Abstract
For the performance assessment of a high radioactive waste underground repository, the excavation induced damage zone surrounding an underground drift as well as its evolution, particularly has been researched. After emplacing nuclear waste in underground cells, the disposal will be closed by the sealing system, in which the main element is the bentonite core. Bentonite core will offer a swelling pressure against the walls of underground drifts during the resaturation process. This study concentrates on the numerical analysis of the self-sealing of excavation induced damage zone under mechanical compression and hydration on the basis of a particular CDZ in-situ experiment, which has been made within the Meuse/Haute-Marne Underground Research Laboratory. This is the first time that the numerical modelling has been adopted for simulating the large scale self-sealing of the Callovo-Oxfordian claystone.

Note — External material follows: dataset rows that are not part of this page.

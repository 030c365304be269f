//! Integration test: shutdown drive-disable sequence.

use std::time::{Duration, Instant};

use ecat_common::motion::VelocityCommand;
use ecat_control_unit::config::CycleConfig;
use ecat_control_unit::cycle::CycleError;

use super::{Fixture, test_config};

#[test]
fn disable_drives_writes_shutdown_and_zero_targets() {
    let mut fx = Fixture::new("disable");
    fx.set_status(0x0237, 0x0237);
    fx.exchange.publish_command(VelocityCommand::new(1.0, 0.0));
    fx.control.step(0.0).unwrap();
    assert_ne!(fx.records()[0].target_velocity, 0);

    fx.control.disable_drives().unwrap();

    for record in fx.records() {
        assert_eq!(record.control_word, 0x0006);
        assert_eq!(record.target_velocity, 0);
        // Status words belong to the master and are preserved.
        assert_eq!(record.status_word, 0x0237);
    }
}

#[test]
fn disable_drives_releases_the_semaphore() {
    let mut fx = Fixture::new("disable_release");
    fx.control.disable_drives().unwrap();
    assert!(fx.master.try_lock().unwrap().is_some());
}

#[test]
fn disable_drives_gives_up_when_master_holds_the_semaphore() {
    let mut config = test_config();
    config.cycle = CycleConfig {
        period_us: 1000,
        ..Default::default()
    };
    let mut fx = Fixture::with_config("disable_timeout", config);
    fx.set_status(0x0237, 0x0237);

    let held = fx.master.lock().unwrap();
    let start = Instant::now();
    let result = fx.control.disable_drives();
    let waited = start.elapsed();
    drop(held);

    assert!(matches!(
        result,
        Err(CycleError::LockTimeout { timeout }) if timeout == Duration::from_millis(10)
    ));
    assert!(waited >= Duration::from_millis(8));
    assert!(waited < Duration::from_secs(1));
    // Nothing was written.
    assert_eq!(fx.records()[0].control_word, 0);
}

In this study, a plastic damage model is applied to represent the mechanical behaviour of Callovo-Oxfordian claystone (COx). Meanwhile, a supplemented deformation model combined with the standard Biot model to represent the significant deformation of COx during water content changing. Computation of crack parameters (opening, orientation) and permeability of unsaturated fractured COx are performed using post-processing from damage variable in accordance with the fracture energy regularization and the cubic law, respectively. The validation of the proposed model is carried out by numerical simulation of: (1) COx sample deformation during a resaturation process under constant vertical stresses, (2) global water permeability tests of the self-sealing of a fractured COx sample during water injection, (3) CDZ in-situ experiment to describe the self-sealing of EDZ under mechanical compression and hydration. According to comparisons between the numerical and experimental findings, the capability of the proposed model to depict the self-sealing of the fractured COx claystone correctly, and the global water permeability of EDZ decrease in the resaturation process explains the accomplishment of the self-sealing of excavation induced damage zone. The present model is shown as a useful tool to evaluate the performance of nuclear waste disposal when taking into account the self-sealing process.
Highlights
-
COx swelling.
-
Self-sealing of fractured COx claystone in nuclear waste disposal scheme.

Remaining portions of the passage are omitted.